Steve Fairclough, the trust’s head of informatics, said IT and clinical staff had run multiple end to end tests of the system to iron out bugs and other issues.
The trust has also done a considerable amount of customisation; for example building in its own colour schemes for requests and other actions and writing its own on-screen guides for users. “We were very clear about what we wanted to get out of this,” Fairclough said.
The Cumbria trust covers an area of more than 1,000 square miles. It already has a community of interest network linking its hospitals, GPs and other healthcare facilities, which is robust enough to handle large files such as PACS images.
Managers involved in the Lorenzo project say its attraction is that it promises to deliver an electronic patient record that can work across the whole health community – and that this could not be achieved using other solutions.
“We have investigated putting EPRs into this kind of set up and it is very difficult and very expensive,” said Fairclough. “When the national programme came along, we felt that for the first time people were listening to what we wanted, because being able to transfer records around Morecambe Bay is massive for us.”
Dr Sydney Schneidman, a consultant in emergency medicine and the trust’s clinical lead for health informatics, also said that Lorenzo was the “fourth or fifth” EPR that he had seen in his career, and “it is the best one I have seen.”

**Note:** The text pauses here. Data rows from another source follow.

//! BIO chunking
//!
//! Converts between typed spans and per-token Begin/Inside/Outside labels.
//!
//! The codec only assumes that sequence order is adjacency order. A caller
//! that walks a sentence backwards passes the reversed token list to both
//! [`BioChunking::create_outcomes`] and [`BioChunking::create_chunks`]; chunk
//! extents are computed from the minimum begin and maximum end of the run,
//! so the emitted spans are the same in either direction.

use std::borrow::Borrow;

use tlink_core::{ConfidencePolicy, Result, ScoredSpan, Span, TlinkError};

/// Label for a token outside every span
pub const OUTSIDE: &str = "O";

// ============================================================================
// Labels
// ============================================================================

/// A parsed BIO label
#[derive(Debug, Clone, PartialEq, Eq)]
pub enum BioLabel {
    Outside,
    Begin(Option<String>),
    Inside(Option<String>),
}

impl BioLabel {
    /// Parse a label string. Anything that is not `B`, `I`, `B-<tag>` or
    /// `I-<tag>` reads as outside.
    pub fn parse(label: &str) -> Self {
        let (prefix, tag) = match label.split_once('-') {
            Some((prefix, tag)) => (prefix, Some(tag.to_string())),
            None => (label, None),
        };
        match prefix {
            "B" => Self::Begin(tag),
            "I" => Self::Inside(tag),
            _ => Self::Outside,
        }
    }

    pub fn tag(&self) -> Option<&str> {
        match self {
            Self::Begin(tag) | Self::Inside(tag) => tag.as_deref(),
            Self::Outside => None,
        }
    }

    pub fn is_outside(&self) -> bool {
        matches!(self, Self::Outside)
    }
}

impl std::fmt::Display for BioLabel {
    fn fmt(&self, f: &mut std::fmt::Formatter<'_>) -> std::fmt::Result {
        match self {
            Self::Outside => write!(f, "{}", OUTSIDE),
            Self::Begin(None) => write!(f, "B"),
            Self::Inside(None) => write!(f, "I"),
            Self::Begin(Some(tag)) => write!(f, "B-{}", tag),
            Self::Inside(Some(tag)) => write!(f, "I-{}", tag),
        }
    }
}

// ============================================================================
// Codec
// ============================================================================

/// BIO codec for one output span type
#[derive(Debug, Clone)]
pub struct BioChunking {
    output_kind: String,
    typed: bool,
}

/// A run of tokens being assembled into a chunk
struct OpenChunk {
    tag: Option<String>,
    begin: usize,
    end: usize,
    first: usize,
    last: usize,
}

impl BioChunking {
    /// Codec emitting `B-<tag>` / `I-<tag>` labels, where the tag is the
    /// span's kind
    pub fn new(output_kind: impl Into<String>) -> Self {
        Self {
            output_kind: output_kind.into(),
            typed: true,
        }
    }

    /// Codec emitting bare `B` / `I` labels; every decoded span gets `output_kind`
    pub fn untyped(output_kind: impl Into<String>) -> Self {
        Self {
            output_kind: output_kind.into(),
            typed: false,
        }
    }

    pub fn output_kind(&self) -> &str {
        &self.output_kind
    }

    /// Label each token with the span that fully contains it.
    ///
    /// A token lying only partly inside a span is labelled outside. A span
    /// that contains no whole token therefore produces no labels at all.
    pub fn create_outcomes<T: Borrow<Span>>(&self, tokens: &[T], spans: &[Span]) -> Vec<String> {
        let mut outcomes = Vec::with_capacity(tokens.len());
        let mut used = vec![false; spans.len()];
        let mut previous: Option<usize> = None;

        for token in tokens {
            let token = token.borrow();
            let owner = spans.iter().position(|s| s.contains(token));

            let label = match owner {
                Some(idx) => {
                    used[idx] = true;
                    let tag = self.typed.then(|| spans[idx].kind.clone());
                    if previous == Some(idx) {
                        BioLabel::Inside(tag)
                    } else {
                        BioLabel::Begin(tag)
                    }
                }
                None => BioLabel::Outside,
            };
            previous = owner;
            outcomes.push(label.to_string());
        }

        for (span, _) in spans.iter().zip(&used).filter(|(_, used)| !**used) {
            tracing::debug!(span = %span, "Span covers no whole token; dropped from outcomes");
        }

        outcomes
    }

    /// Rebuild spans from a label sequence.
    ///
    /// `scores`, when given, holds one classifier score per token; the
    /// chunk's confidence is derived from its tokens' scores by `policy`.
    /// An `I` label that does not continue an open chunk of the same tag
    /// starts a new chunk.
    pub fn create_chunks<T: Borrow<Span>, L: AsRef<str>>(
        &self,
        tokens: &[T],
        outcomes: &[L],
        scores: Option<&[f64]>,
        policy: ConfidencePolicy,
    ) -> Result<Vec<ScoredSpan>> {
        if tokens.len() != outcomes.len() {
            return Err(TlinkError::InvalidInput(format!(
                "token count ({}) != outcome count ({})",
                tokens.len(),
                outcomes.len()
            )));
        }
        if let Some(scores) = scores {
            if scores.len() != tokens.len() {
                return Err(TlinkError::InvalidInput(format!(
                    "token count ({}) != score count ({})",
                    tokens.len(),
                    scores.len()
                )));
            }
        }

        let mut chunks = Vec::new();
        let mut open: Option<OpenChunk> = None;

        for (i, (token, outcome)) in tokens.iter().zip(outcomes).enumerate() {
            let token = token.borrow();
            match BioLabel::parse(outcome.as_ref()) {
                BioLabel::Outside => {
                    if let Some(chunk) = open.take() {
                        chunks.push(self.close(chunk, scores, policy));
                    }
                }
                BioLabel::Inside(tag) if open.as_ref().is_some_and(|c| c.tag == tag) => {
                    if let Some(chunk) = open.as_mut() {
                        chunk.begin = chunk.begin.min(token.begin);
                        chunk.end = chunk.end.max(token.end);
                        chunk.last = i;
                    }
                }
                BioLabel::Begin(tag) | BioLabel::Inside(tag) => {
                    if let Some(chunk) = open.take() {
                        chunks.push(self.close(chunk, scores, policy));
                    }
                    open = Some(OpenChunk {
                        tag,
                        begin: token.begin,
                        end: token.end,
                        first: i,
                        last: i,
                    });
                }
            }
        }
        if let Some(chunk) = open.take() {
            chunks.push(self.close(chunk, scores, policy));
        }

        Ok(chunks)
    }

    fn close(
        &self,
        chunk: OpenChunk,
        scores: Option<&[f64]>,
        policy: ConfidencePolicy,
    ) -> ScoredSpan {
        let kind = match (&chunk.tag, self.typed) {
            (Some(tag), true) => tag.clone(),
            _ => self.output_kind.clone(),
        };
        let mut scored = ScoredSpan::new(Span::new(chunk.begin, chunk.end, kind));
        if let Some(scores) = scores {
            scored.confidence = Some(chunk_confidence(&scores[chunk.first..=chunk.last], policy));
        }
        scored
    }
}

/// Reduce the per-token scores of one chunk (in sequence order) to a single value
pub fn chunk_confidence(scores: &[f64], policy: ConfidencePolicy) -> f64 {
    match policy {
        ConfidencePolicy::First => scores.first().copied().unwrap_or(0.0),
        ConfidencePolicy::Last => scores.last().copied().unwrap_or(0.0),
        ConfidencePolicy::Mean if scores.is_empty() => 0.0,
        ConfidencePolicy::Mean => scores.iter().sum::<f64>() / scores.len() as f64,
        ConfidencePolicy::Min => scores.iter().copied().fold(f64::INFINITY, f64::min),
    }
}

// ============================================================================
// Tests
// ============================================================================

#[cfg(test)]
mod tests {
    use super::*;

    fn tokens(words: &[&str]) -> Vec<Span> {
        let mut offset = 0;
        words
            .iter()
            .map(|w| {
                let span = Span::new(offset, offset + w.len(), "Token");
                offset += w.len() + 1;
                span
            })
            .collect()
    }

    #[test]
    fn test_label_parse_and_display() {
        assert_eq!(BioLabel::parse("B-TIMEX"), BioLabel::Begin(Some("TIMEX".into())));
        assert_eq!(BioLabel::parse("I"), BioLabel::Inside(None));
        assert_eq!(BioLabel::parse("O"), BioLabel::Outside);
        assert_eq!(BioLabel::parse("garbage"), BioLabel::Outside);
        assert_eq!(BioLabel::parse("I-DATE-RANGE").tag(), Some("DATE-RANGE"));
        assert_eq!(BioLabel::Begin(Some("EVENT".into())).to_string(), "B-EVENT");
    }

    #[test]
    fn test_single_time_mention() {
        let toks = tokens(&["admitted", "on", "1/1/2000"]);
        let codec = BioChunking::new("TIME");
        let times = vec![Span::new(toks[2].begin, toks[2].end, "TIME")];

        let outcomes = codec.create_outcomes(&toks, &times);
        assert_eq!(outcomes, vec!["O", "O", "B-TIME"]);

        let chunks = codec
            .create_chunks(&toks, &outcomes, None, ConfidencePolicy::Last)
            .unwrap();
        assert_eq!(chunks.len(), 1);
        assert_eq!(chunks[0].span, times[0]);
        assert_eq!(chunks[0].confidence, None);
    }

    #[test]
    fn test_adjacent_spans_restart_with_begin() {
        let toks = tokens(&["chest", "pain", "fever"]);
        let spans = vec![
            Span::new(toks[0].begin, toks[1].end, "EVENT"),
            Span::new(toks[2].begin, toks[2].end, "EVENT"),
        ];
        let outcomes = BioChunking::new("EVENT").create_outcomes(&toks, &spans);
        assert_eq!(outcomes, vec!["B-EVENT", "I-EVENT", "B-EVENT"]);
    }

    #[test]
    fn test_untyped_labels() {
        let toks = tokens(&["three", "days", "ago"]);
        let spans = vec![Span::new(toks[0].begin, toks[2].end, "TIMEX")];
        let codec = BioChunking::untyped("TIMEX");

        let outcomes = codec.create_outcomes(&toks, &spans);
        assert_eq!(outcomes, vec!["B", "I", "I"]);

        let chunks = codec
            .create_chunks(&toks, &outcomes, None, ConfidencePolicy::Last)
            .unwrap();
        assert_eq!(chunks[0].span, spans[0]);
    }

    #[test]
    fn test_misaligned_span_is_dropped() {
        let toks = tokens(&["admitted", "yesterday"]);
        // starts in the middle of "admitted" and ends in the middle of "yesterday"
        let spans = vec![Span::new(3, 12, "TIME")];
        let outcomes = BioChunking::new("TIME").create_outcomes(&toks, &spans);
        assert_eq!(outcomes, vec!["O", "O"]);
    }

    #[test]
    fn test_orphan_inside_starts_chunk() {
        let toks = tokens(&["a", "b", "c", "d"]);
        let codec = BioChunking::new("EVENT");
        let chunks = codec
            .create_chunks(
                &toks,
                &["O", "I-EVENT", "I-TIME", "I-TIME"],
                None,
                ConfidencePolicy::Last,
            )
            .unwrap();

        assert_eq!(chunks.len(), 2);
        assert_eq!(chunks[0].span, Span::new(2, 3, "EVENT"));
        assert_eq!(chunks[1].span, Span::new(4, 7, "TIME"));
    }

    #[test]
    fn test_reversed_sequence_decodes_same_span() {
        let toks = tokens(&["three", "days", "ago", "today"]);
        let span = Span::new(toks[0].begin, toks[2].end, "TIMEX");
        let codec = BioChunking::new("TIMEX");

        let reversed: Vec<Span> = toks.iter().rev().cloned().collect();
        let outcomes = codec.create_outcomes(&reversed, std::slice::from_ref(&span));
        assert_eq!(outcomes, vec!["O", "B-TIMEX", "I-TIMEX", "I-TIMEX"]);

        let chunks = codec
            .create_chunks(&reversed, &outcomes, None, ConfidencePolicy::Last)
            .unwrap();
        assert_eq!(chunks[0].span, span);
    }

    #[test]
    fn test_chunk_confidence_policies() {
        let toks = tokens(&["a", "b", "c"]);
        let codec = BioChunking::new("EVENT");
        let outcomes = ["B-EVENT", "I-EVENT", "O"];
        let scores = [0.9, 0.5, 0.99];

        let last = codec
            .create_chunks(&toks, &outcomes, Some(&scores), ConfidencePolicy::Last)
            .unwrap();
        assert_eq!(last[0].confidence, Some(0.5));

        let first = codec
            .create_chunks(&toks, &outcomes, Some(&scores), ConfidencePolicy::First)
            .unwrap();
        assert_eq!(first[0].confidence, Some(0.9));

        let mean = chunk_confidence(&scores[..2], ConfidencePolicy::Mean);
        assert!((mean - 0.7).abs() < 1e-9);
        assert_eq!(chunk_confidence(&scores, ConfidencePolicy::Min), 0.5);
    }

    #[test]
    fn test_length_mismatch_is_rejected() {
        let toks = tokens(&["a", "b"]);
        let codec = BioChunking::new("EVENT");
        assert!(codec
            .create_chunks(&toks, &["O"], None, ConfidencePolicy::Last)
            .is_err());
        assert!(codec
            .create_chunks(&toks, &["O", "O"], Some(&[0.1]), ConfidencePolicy::Last)
            .is_err());
    }
}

He said that while the trust had taken some “pain” during the deployment project “we are willing to take the pain because it allows us to engineer change, and ultimately patients will benefit.”
A go-live at the trust has been much anticipated. Earlier in the year, health IT minister Ben Bradshaw indicated this would happen by the end of the summer – a deadline that appeared to come and go - with CfH able to say only that it would happen when the trust was confident in the system.
In a statement, the agency said: "We welcome the implementation of Lorenzo at University Hospitals of Morecambe Bay NHS Trust.
"The roll-out of the electronic patient record system will bring a huge improvement to the safety and quality of patient care. The experience of adopting Lorenzo at Morecambe Bay will be invaluable for informing further roll-outs of the system."
Lyn Whitfield
© 2008 E-HEALTH-MEDIA LTD. ALL RIGHTS RESERVED.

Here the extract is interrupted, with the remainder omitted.